Not included here are the free shoppers that increasingly have suburban or neighborhood news in addition to many local advertisements. These categories are helpful in reminding people that a newspaper can be many things and has strengths of convenience and cost that will ensure a future for print. They also remind people, by their continuing success, that specialization works in print as it did in motion pictures, radio, and, increasingly, television. As the "mass" in mass communication continues to be redefined as a mass of people who are making use of various specialized or niche media, this will become more and more important.

The various types of newspapers are also commonly used by media economists, such as Picard and Brody (1997) and Stephen Lacy and Todd Simon (1993), to demonstrate via the "umbrella model" that even with fewer than 2 percent of communities having competing newspapers, there is a competitive market for newspapers because most Americans have easy local access to several different types of newspapers.

The U.S. newspaper industry employs about 500,000 people who work in editorial, advertising, circulation, production, or other types of business operations. Technology and the consolidation of operations, along with a decrease in the number of newspapers, leads to a relatively gloomy U.S. government assessment of employment prospects, particularly in the newspaper reporter workplace. According to the U.S. Bureau of Labor Statistics (1999), employment in this area is expected to continue to decline for print newspapers. However, the bureau concludes that "online newspapers and magazines should continue to grow very fast and create numerous job opportunities."

Eras and Adaptations

The U.S. newspaper industry faces major issues about its place in the American economy and in the hearts and minds of the public. This is not the first time that this has occurred. The first "end of an era" occurred with the corresponding development of broadcast news and the suburbanization of the United States, which eventually relegated the newspaper to a secondary medium for an ever-increasing number of people. Tables 1 and 2 show that the trend is continuing with a shrinking, albeit still substantial, percentage of the population being regular newspaper readers and an overall circulation that is beginning to slip noticeably. Another particularly ominous concern for newspapers is that younger people do not read newspapers regularly, and they show little inclination to become regular readers as they age. In a report prepared for the Newspaper Association of America, Stu Tolley (1999) presents data that suggests that if this trend is not reversed, the audience for daily newspapers will decline to zero in the latter part of the twenty-first century.

Despite their decline as the primary news source since the 1950s, newspapers were able to adapt well to a changing media environment by using such tactics as increasing industry consolidation and group ownership, switching to mainly morning publication cycles, getting the government to legalize joint operating agreements (JOAs), offering more specialized content, increasing the amount of analytic and opinion pieces, and upgrading the graphics and visuals.
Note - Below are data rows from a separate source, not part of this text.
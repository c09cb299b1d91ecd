//! Extraction output verifier.
//!
//! `ExtractionSchemaVerifier` implements `ExtractionVerifier` from
//! `medrush-core`. Verification runs in two phases:
//!
//! 1. **Structural**: the raw provider JSON is validated against
//!    [`response_schema`] with the `jsonschema` crate.
//! 2. **Semantic**: each registered medicine rule runs against every parsed
//!    record. All failures are collected before returning.
//!
//! Any failure rejects the whole output; no partial medicine list is ever
//! returned. Passing output is normalized: a missing or null `medicines`
//! becomes an empty list, a missing or null `summary` becomes "", and every
//! status is reset to pending.

use serde::{Deserialize, Serialize};
use serde_json::{json, Value};
use tracing::{debug, warn};

use medrush_contracts::{
    error::{MedRushError, MedRushResult},
    extraction::ExtractionResult,
    medicine::{MedicineRecord, MedicineStatus},
};
use medrush_core::traits::ExtractionVerifier;

/// A per-record semantic check.
///
/// Receives the record's position and the record. Returns `Some(message)`
/// when the check fails.
pub type MedicineRuleFn = Box<dyn Fn(usize, &MedicineRecord) -> Option<String> + Send + Sync>;

/// One failed check.
#[derive(Debug, Clone, PartialEq, Eq, Serialize, Deserialize)]
pub struct VerificationFailure {
    pub rule_id: String,
    pub message: String,
}

/// Outcome of checking one extraction output.
#[derive(Debug, Clone, PartialEq, Eq, Serialize, Deserialize)]
pub struct VerificationReport {
    pub passed: bool,
    pub failures: Vec<VerificationFailure>,
}

impl VerificationReport {
    /// All failure messages on one line.
    pub fn describe(&self) -> String {
        self.failures
            .iter()
            .map(|f| format!("[{}] {}", f.rule_id, f.message))
            .collect::<Vec<_>>()
            .join("; ")
    }
}

/// JSON Schema of the extraction provider's answer.
///
/// Both top-level fields may be absent or null; medicine entries need all
/// four text fields.
pub fn response_schema() -> Value {
    json!({
        "type": "object",
        "properties": {
            "medicines": {
                "type": ["array", "null"],
                "items": {
                    "type": "object",
                    "properties": {
                        "name": { "type": "string" },
                        "dosage": { "type": "string" },
                        "frequency": { "type": "string" },
                        "time": { "type": "string" },
                        "status": { "enum": ["pending", "taken", "missed"] }
                    },
                    "required": ["name", "dosage", "frequency", "time"]
                }
            },
            "summary": { "type": ["string", "null"] }
        }
    })
}

/// The default verifier for extraction output.
pub struct ExtractionSchemaVerifier {
    schema: Value,
    rules: Vec<(String, MedicineRuleFn)>,
}

impl ExtractionSchemaVerifier {
    /// A verifier with the response schema and the built-in
    /// `name-not-empty` rule.
    pub fn new() -> Self {
        let mut verifier = Self {
            schema: response_schema(),
            rules: Vec::new(),
        };
        verifier.register_rule(
            "name-not-empty",
            Box::new(|index, record| {
                record
                    .name
                    .trim()
                    .is_empty()
                    .then(|| format!("medicine #{index} has an empty name"))
            }),
        );
        verifier
    }

    /// Register a semantic rule under `rule_id`. Registering the same id
    /// twice replaces the previous rule.
    pub fn register_rule(&mut self, rule_id: impl Into<String>, f: MedicineRuleFn) {
        let rule_id = rule_id.into();
        self.rules.retain(|(id, _)| *id != rule_id);
        self.rules.push((rule_id, f));
    }

    /// Run both phases and return the report together with the parsed
    /// result. The result is only present when the report passed.
    pub fn check(&self, raw: &Value) -> (VerificationReport, Option<ExtractionResult>) {
        let mut failures = Vec::new();

        // ── Phase 1: JSON Schema structural validation ───────────────────────
        match jsonschema::validator_for(&self.schema) {
            Ok(validator) => {
                for error in validator.iter_errors(raw) {
                    let message =
                        format!("JSON Schema violation at {}: {}", error.instance_path, error);
                    warn!(%message, "structural validation failure");
                    failures.push(VerificationFailure {
                        rule_id: "json-schema".to_string(),
                        message,
                    });
                }
            }
            Err(e) => {
                let message = format!("invalid JSON Schema document: {e}");
                warn!(%message, "schema compilation failure");
                failures.push(VerificationFailure {
                    rule_id: "json-schema".to_string(),
                    message,
                });
            }
        }

        if !failures.is_empty() {
            return (VerificationReport { passed: false, failures }, None);
        }

        let result = match normalize(raw) {
            Ok(result) => result,
            Err(message) => {
                failures.push(VerificationFailure {
                    rule_id: "decode".to_string(),
                    message,
                });
                return (VerificationReport { passed: false, failures }, None);
            }
        };

        // ── Phase 2: Semantic rule evaluation ────────────────────────────────
        for (index, record) in result.medicines.iter().enumerate() {
            for (rule_id, rule) in &self.rules {
                if let Some(message) = rule(index, record) {
                    warn!(rule_id = %rule_id, %message, "semantic rule failed");
                    failures.push(VerificationFailure {
                        rule_id: rule_id.clone(),
                        message,
                    });
                }
            }
        }

        let passed = failures.is_empty();
        debug!(
            passed,
            medicines = result.medicines.len(),
            failure_count = failures.len(),
            "extraction verification complete"
        );
        let result = passed.then_some(result);
        (VerificationReport { passed, failures }, result)
    }
}

impl Default for ExtractionSchemaVerifier {
    fn default() -> Self {
        Self::new()
    }
}

/// Decode schema-valid output into a result with defaults applied.
fn normalize(raw: &Value) -> Result<ExtractionResult, String> {
    let medicines = match raw.get("medicines") {
        None | Some(Value::Null) => Vec::new(),
        Some(list) => serde_json::from_value::<Vec<MedicineRecord>>(list.clone())
            .map_err(|e| format!("medicine list could not be decoded: {e}"))?,
    };
    let summary = raw
        .get("summary")
        .and_then(Value::as_str)
        .unwrap_or_default()
        .to_string();

    Ok(ExtractionResult {
        medicines: medicines
            .into_iter()
            .map(|m| m.with_status(MedicineStatus::Pending))
            .collect(),
        summary,
    })
}

impl ExtractionVerifier for ExtractionSchemaVerifier {
    fn verify(&self, raw: &Value) -> MedRushResult<ExtractionResult> {
        match self.check(raw) {
            (_, Some(result)) => Ok(result),
            (report, None) => Err(MedRushError::VerificationFailed {
                reason: report.describe(),
            }),
        }
    }
}

// ── Tests ─────────────────────────────────────────────────────────────────────

#[cfg(test)]
mod tests {
    use serde_json::json;

    use super::*;

    fn med(name: &str, time: &str) -> Value {
        json!({"name": name, "dosage": "500mg", "frequency": "Daily", "time": time})
    }

    #[test]
    fn well_formed_output_passes() {
        let raw = json!({
            "medicines": [med("Metformin", "After Breakfast"), med("Atorvastatin", "Night")],
            "summary": "This prescription includes what to take and when to take."
        });
        let result = ExtractionSchemaVerifier::new().verify(&raw).unwrap();
        assert_eq!(result.medicines.len(), 2);
        assert_eq!(result.medicines[1].time, "Night");
        assert!(result.summary.starts_with("This prescription"));
    }

    #[test]
    fn provider_supplied_status_is_reset_to_pending() {
        let mut entry = med("Metformin", "morning");
        entry["status"] = json!("taken");
        let result = ExtractionSchemaVerifier::new()
            .verify(&json!({"medicines": [entry], "summary": "s"}))
            .unwrap();
        assert_eq!(result.medicines[0].status, MedicineStatus::Pending);
    }

    #[test]
    fn missing_fields_default_to_empty() {
        let result = ExtractionSchemaVerifier::new().verify(&json!({})).unwrap();
        assert_eq!(result, ExtractionResult::default());

        let result = ExtractionSchemaVerifier::new()
            .verify(&json!({"medicines": null, "summary": null}))
            .unwrap();
        assert!(result.medicines.is_empty());
        assert_eq!(result.summary, "");
    }

    #[test]
    fn entry_missing_time_rejects_whole_output() {
        let raw = json!({
            "medicines": [
                med("Metformin", "morning"),
                {"name": "Aspirin", "dosage": "75mg", "frequency": "once"}
            ],
            "summary": "s"
        });
        let (report, result) = ExtractionSchemaVerifier::new().check(&raw);
        assert!(!report.passed);
        assert!(result.is_none(), "partial results must not be returned");
        assert!(report.failures.iter().all(|f| f.rule_id == "json-schema"));
    }

    #[test]
    fn wrong_types_are_reported() {
        let raw = json!({"medicines": "Metformin", "summary": 42});
        let (report, _) = ExtractionSchemaVerifier::new().check(&raw);
        assert_eq!(report.failures.len(), 2, "failures: {:?}", report.failures);
    }

    #[test]
    fn non_object_output_is_rejected() {
        let err = ExtractionSchemaVerifier::new()
            .verify(&json!("not json object"))
            .unwrap_err();
        assert!(matches!(err, MedRushError::VerificationFailed { .. }));
    }

    #[test]
    fn empty_names_are_all_collected() {
        let raw = json!({"medicines": [med(" ", "am"), med("Ok", "pm"), med("", "pm")]});
        let (report, result) = ExtractionSchemaVerifier::new().check(&raw);
        assert!(result.is_none());
        assert_eq!(report.failures.len(), 2);
        assert!(report.describe().contains("medicine #0"));
        assert!(report.describe().contains("medicine #2"));
    }

    #[test]
    fn custom_rule_runs_per_record() {
        let mut verifier = ExtractionSchemaVerifier::new();
        verifier.register_rule(
            "dosage-present",
            Box::new(|i, m| m.dosage.is_empty().then(|| format!("medicine #{i} has no dosage"))),
        );
        let raw = json!({"medicines": [{"name": "X", "dosage": "", "frequency": "", "time": ""}]});
        let err = verifier.verify(&raw).unwrap_err();
        assert!(err.to_string().contains("dosage-present"));
    }

    #[test]
    fn re_registering_rule_replaces_it() {
        let mut verifier = ExtractionSchemaVerifier::new();
        verifier.register_rule("name-not-empty", Box::new(|_, _| None));
        let raw = json!({"medicines": [med("", "am")]});
        assert!(verifier.verify(&raw).is_ok());
    }
}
In addition, the newspaper industry was able to maintain a major, if no longer dominant, position as a national cultural power through its continuing ability to set the agenda for issues by helping to define what was newsworthy and by setting the standards of what constituted proper journalistic practice. These standards have long been the foundation of journalism education in the United States, and they follow students into various media positions. In addition, many radio and television stations continue to rely on major newspapers to set the agenda for what they are going to cover.

A look at the data in Tables 1 and 2 demonstrates that as long as broadcasting was the primary competition for news consumers, the newspaper industry did extremely well economically and in reaching the masses. Despite the many critics who believe the marketing orientation of the newspaper business has compromised its ability to serve the public properly, this type of orientation has been essential in keeping the industry economically strong in the face of considerable adaptation and change.
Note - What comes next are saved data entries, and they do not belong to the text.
//! MedRush command-line demo
//!
//! Runs the reference scenarios, renders a schedule from a JSON file, or
//! scans a real prescription photo through the configured extraction
//! provider.
//!
//! Usage:
//!   cargo run -p medrush-demo -- run-all
//!   cargo run -p medrush-demo -- call
//!   cargo run -p medrush-demo -- classify meds.json --language te
//!   cargo run -p medrush-demo -- --config medrush.toml scan photo.jpg

use std::path::{Path, PathBuf};

use clap::{Parser, Subcommand};
use tracing::debug;
use tracing_subscriber::EnvFilter;

use medrush_config::{AppConfig, LocaleCatalog};
use medrush_contracts::{
    error::{MedRushError, MedRushResult},
    medicine::{Language, MedicineRecord},
    role::Role,
};
use medrush_core::{
    classifier::classify,
    render::{render_schedule, sections_to_text},
    LoginDetails, ScanOutcome, Session,
};
use medrush_ref::{
    adapters::{ConsoleVoice, DummyOtpIdentity, GeminiExtractionProvider},
    scenarios::{self, call_reminder, caretaker, nurse, patient_scan},
};
use medrush_store::InMemoryStore;
use medrush_verify::ExtractionSchemaVerifier;

// ── CLI definition ────────────────────────────────────────────────────────────

/// MedRush: prescription photos turned into a spoken daily schedule.
#[derive(Parser)]
#[command(
    name = "medrush",
    about = "MedRush medication schedule demo",
    long_about = "Runs MedRush scenarios showing prescription extraction, time-of-day\n\
                  scheduling, caretaker and nurse rosters, and the simulated reminder call."
)]
struct Cli {
    /// TOML configuration file. Built-in defaults are used when omitted.
    #[arg(long, global = true, value_name = "FILE")]
    config: Option<PathBuf>,

    #[command(subcommand)]
    command: Command,
}

#[derive(Subcommand)]
enum Command {
    /// Run all four scenarios in sequence.
    RunAll,
    /// Scenario 1: patient login, scan, schedule, save.
    PatientScan,
    /// Scenario 2: caretaker roster, dose marking, reminder call request.
    Caretaker,
    /// Scenario 3: nurse ward admissions, no-caretaker alert, discharge.
    Nurse,
    /// Scenario 4: simulated incoming reminder call.
    Call,
    /// Render the schedule for a JSON array of medicine records.
    Classify {
        file: PathBuf,
        /// Language for headings and badges (en, te, hi).
        #[arg(long)]
        language: Option<Language>,
    },
    /// Scan a prescription photo with the configured extraction provider.
    Scan {
        image: PathBuf,
        /// Language of the summary (en, te, hi).
        #[arg(long)]
        language: Option<Language>,
    },
}

// ── Entry point ───────────────────────────────────────────────────────────────

fn main() {
    // Set RUST_LOG=debug for verbose output.
    tracing_subscriber::fmt()
        .with_env_filter(
            EnvFilter::try_from_default_env().unwrap_or_else(|_| EnvFilter::new("warn")),
        )
        .with_target(false)
        .compact()
        .init();

    let cli = Cli::parse();

    let result = load_config(cli.config.as_deref()).and_then(|config| run(cli.command, config));

    if let Err(e) = result {
        eprintln!("medrush error: {}", e);
        std::process::exit(1);
    }
}

fn load_config(path: Option<&Path>) -> MedRushResult<AppConfig> {
    match path {
        Some(path) => AppConfig::from_file(path),
        None => Ok(AppConfig::default()),
    }
}

// ── Dispatch ──────────────────────────────────────────────────────────────────

fn run(command: Command, mut config: AppConfig) -> MedRushResult<()> {
    match command {
        Command::RunAll => {
            print_banner();
            scenarios::run_all(&config)?;
            println!("All scenarios completed successfully.");
        }
        Command::PatientScan => patient_scan::run_scenario(&config)?,
        Command::Caretaker => caretaker::run_scenario(&config)?,
        Command::Nurse => nurse::run_scenario(&config)?,
        Command::Call => call_reminder::run_scenario(&config)?,
        Command::Classify { file, language } => {
            if let Some(language) = language {
                config.language = language;
            }
            print!("{}", classify_file(&file, &config)?);
        }
        Command::Scan { image, language } => {
            if let Some(language) = language {
                config.language = language;
            }
            scan_image(&image, &config)?;
        }
    }
    Ok(())
}

/// Rendered schedule text for a JSON file of medicine records.
fn classify_file(path: &Path, config: &AppConfig) -> MedRushResult<String> {
    let contents = std::fs::read_to_string(path).map_err(|e| invalid_input(path, e))?;
    classify_json(&contents, &path.display().to_string(), config)
}

fn classify_json(contents: &str, source: &str, config: &AppConfig) -> MedRushResult<String> {
    let records: Vec<MedicineRecord> =
        serde_json::from_str(contents).map_err(|e| MedRushError::InvalidInput {
            path: source.to_string(),
            reason: format!("expected a JSON array of medicine records: {e}"),
        })?;
    debug!(records = records.len(), language = %config.language, "classifying");

    let catalog = LocaleCatalog::load(config)?;
    let sections = render_schedule(&classify(&records), catalog.table(config.language));
    Ok(sections_to_text(&sections))
}

fn scan_image(path: &Path, config: &AppConfig) -> MedRushResult<()> {
    let image = std::fs::read(path).map_err(|e| invalid_input(path, e))?;
    let provider = GeminiExtractionProvider::from_settings(&config.extraction)?;
    let verifier = ExtractionSchemaVerifier::new();
    let catalog = LocaleCatalog::load(config)?;
    let store = InMemoryStore::new();
    let identity = DummyOtpIdentity::new(config.auth.dummy_otp.clone());

    let mut session = Session::new(config.call.timings());
    session.set_language(config.language);
    let challenge = session.request_otp(&identity, "0000000000")?;
    session.login(
        &identity,
        &store,
        &challenge,
        &config.auth.dummy_otp,
        LoginDetails::new("CLI User", Role::Patient),
    )?;

    println!("Analyzing {} with {} ...", path.display(), config.extraction.model);
    if let ScanOutcome::Applied { count } = session.scan(&provider, &verifier, image)? {
        println!("{count} medicine(s) found.");
    }
    println!();
    print!("{}", sections_to_text(&session.render(catalog.table(session.language()))));
    println!("{}", session.summary());
    session.read_aloud(&ConsoleVoice::new(config.voice.rate));
    Ok(())
}

// ── Banner ────────────────────────────────────────────────────────────────────

fn invalid_input(path: &Path, err: std::io::Error) -> MedRushError {
    MedRushError::InvalidInput {
        path: path.display().to_string(),
        reason: err.to_string(),
    }
}

fn print_banner() {
    println!();
    println!("MedRush: Medication Schedule Assistant");
    println!("Reference Demo");
    println!("======================================");
    println!();
    println!("Flow per scan:");
    println!("  [1] Phone OTP login gates every action");
    println!("  [2] Prescription photo -> extraction provider -> schema verifier");
    println!("  [3] Medicines sorted into morning / afternoon / evening / other");
    println!("  [4] Summary read aloud; a simulated reminder call rings");
    println!("  [5] Caretakers and nurses track doses on their rosters");
    println!();
}

#[cfg(test)]
mod tests {
    use super::*;

    #[test]
    fn classify_renders_headings_and_counts() {
        let json = r#"[
            {"name": "Metformin", "dosage": "500mg", "frequency": "Daily", "time": "After Breakfast"},
            {"name": "Amoxicillin", "dosage": "250mg", "frequency": "Daily", "time": "2pm"},
            {"name": "ORS", "dosage": "1", "frequency": "As needed", "time": ""}
        ]"#;
        let text = classify_json(json, "meds.json", &AppConfig::default()).unwrap();

        assert!(text.contains("Metformin"));
        assert!(text.contains("(1 Items)"));
        assert!(text.contains("No medicines scheduled for afternoon"));
    }

    #[test]
    fn classify_rejects_non_array_input() {
        let err = classify_json(r#"{"medicines": []}"#, "meds.json", &AppConfig::default()).unwrap_err();
        assert!(matches!(err, MedRushError::InvalidInput { ref path, .. } if path == "meds.json"));
    }

    #[test]
    fn missing_input_files_are_input_errors() {
        let config = AppConfig::default();
        let missing = Path::new("does-not-exist/meds.json");

        let err = classify_file(missing, &config).unwrap_err();
        assert!(matches!(err, MedRushError::InvalidInput { .. }));
        assert!(err.to_string().starts_with("invalid input 'does-not-exist/meds.json'"));

        let err = scan_image(Path::new("does-not-exist/rx.jpg"), &config).unwrap_err();
        assert!(matches!(err, MedRushError::InvalidInput { .. }));
    }

    #[test]
    fn language_flag_parses_codes_and_names() {
        let cli = Cli::try_parse_from(["medrush", "classify", "m.json", "--language", "telugu"]).unwrap();
        match cli.command {
            Command::Classify { language, .. } => assert_eq!(language, Some(Language::Telugu)),
            _ => panic!("expected classify"),
        }
        assert!(Cli::try_parse_from(["medrush", "classify", "m.json", "--language", "fr"]).is_err());
    }

    #[test]
    fn config_flag_is_global() {
        let cli = Cli::try_parse_from(["medrush", "call", "--config", "medrush.toml"]).unwrap();
        assert_eq!(cli.config, Some(PathBuf::from("medrush.toml")));
    }
}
The newspaper industry, and for that matter the entire media industry, in at the end of another era. The twin "Cs" of economic c onsolidation and technological c onvergence are changing the traditional role and nature of media in ways that are difficult to predict. However, one thing that is very clear is that the dividing lines between once disparate media, such as the telephone and the television or the television and the newspaper, are fading in importance to users, media owners, and policymakers. The end result is that the newspaper increasingly is becoming just another platform for a rapidly developing global media oligopoly, losing much of its distinctiveness.

Another obvious result of consolidation and convergence is the increasing number of information and entertainment options that are available to the average person. The number of options dwarfs the competition that newspapers have previously had from electronic media. To stand out and maintain distinctiveness as a major medium in such a crowded landscape is the major issue for the newspaper industry.

Beginning in the mid-nineteenth century, newspapers ushered in the era of mass communication and relatively democratic access to news and information. Their low cost, easy availability (at least in urban areas), and mass appeal content, all spurred by the growth of industrial capitalism and the accompanying rise of mass advertising, made the newspaper a powerful instrument for the setting of civic agendas from the municipal to the federal level. Newspapers were often involved in campaigns against perceived social ills and for social improvements. They were powerful enough forces in American life to contribute to the development of local civic identities, the leveling of cultural differences, and the development of a distinctive American culture. They have reflected and sometimes helped to create local values, and, in many cases, they themselves became important business and cultural institutions within their market areas. At the same time, standardization of industry operations and techniques, the development of wire services and syndicates, the corporatization of ownership, and the national expansion of advertising helped to develop a set of national media values that are associated with journalism.

Despite the relatively successful adaptation of newspapers to broadcasting, the pretelevision era is likely to be regarded as the heyday of newspapers. This was the time when the newspaper was the news for the vast majority of the population. It was a time of enormous political and economic power for the industry, as politicians and businessmen sought favor and support from major newspapers in a way that has since become more common for television. It was also a time in which the industry codified standards of journalistic practice in professional codes, trade associations, and higher education. The newspaper industry will never again be as prominent in the United States or in the world. There are several interrelated reasons for this assertion.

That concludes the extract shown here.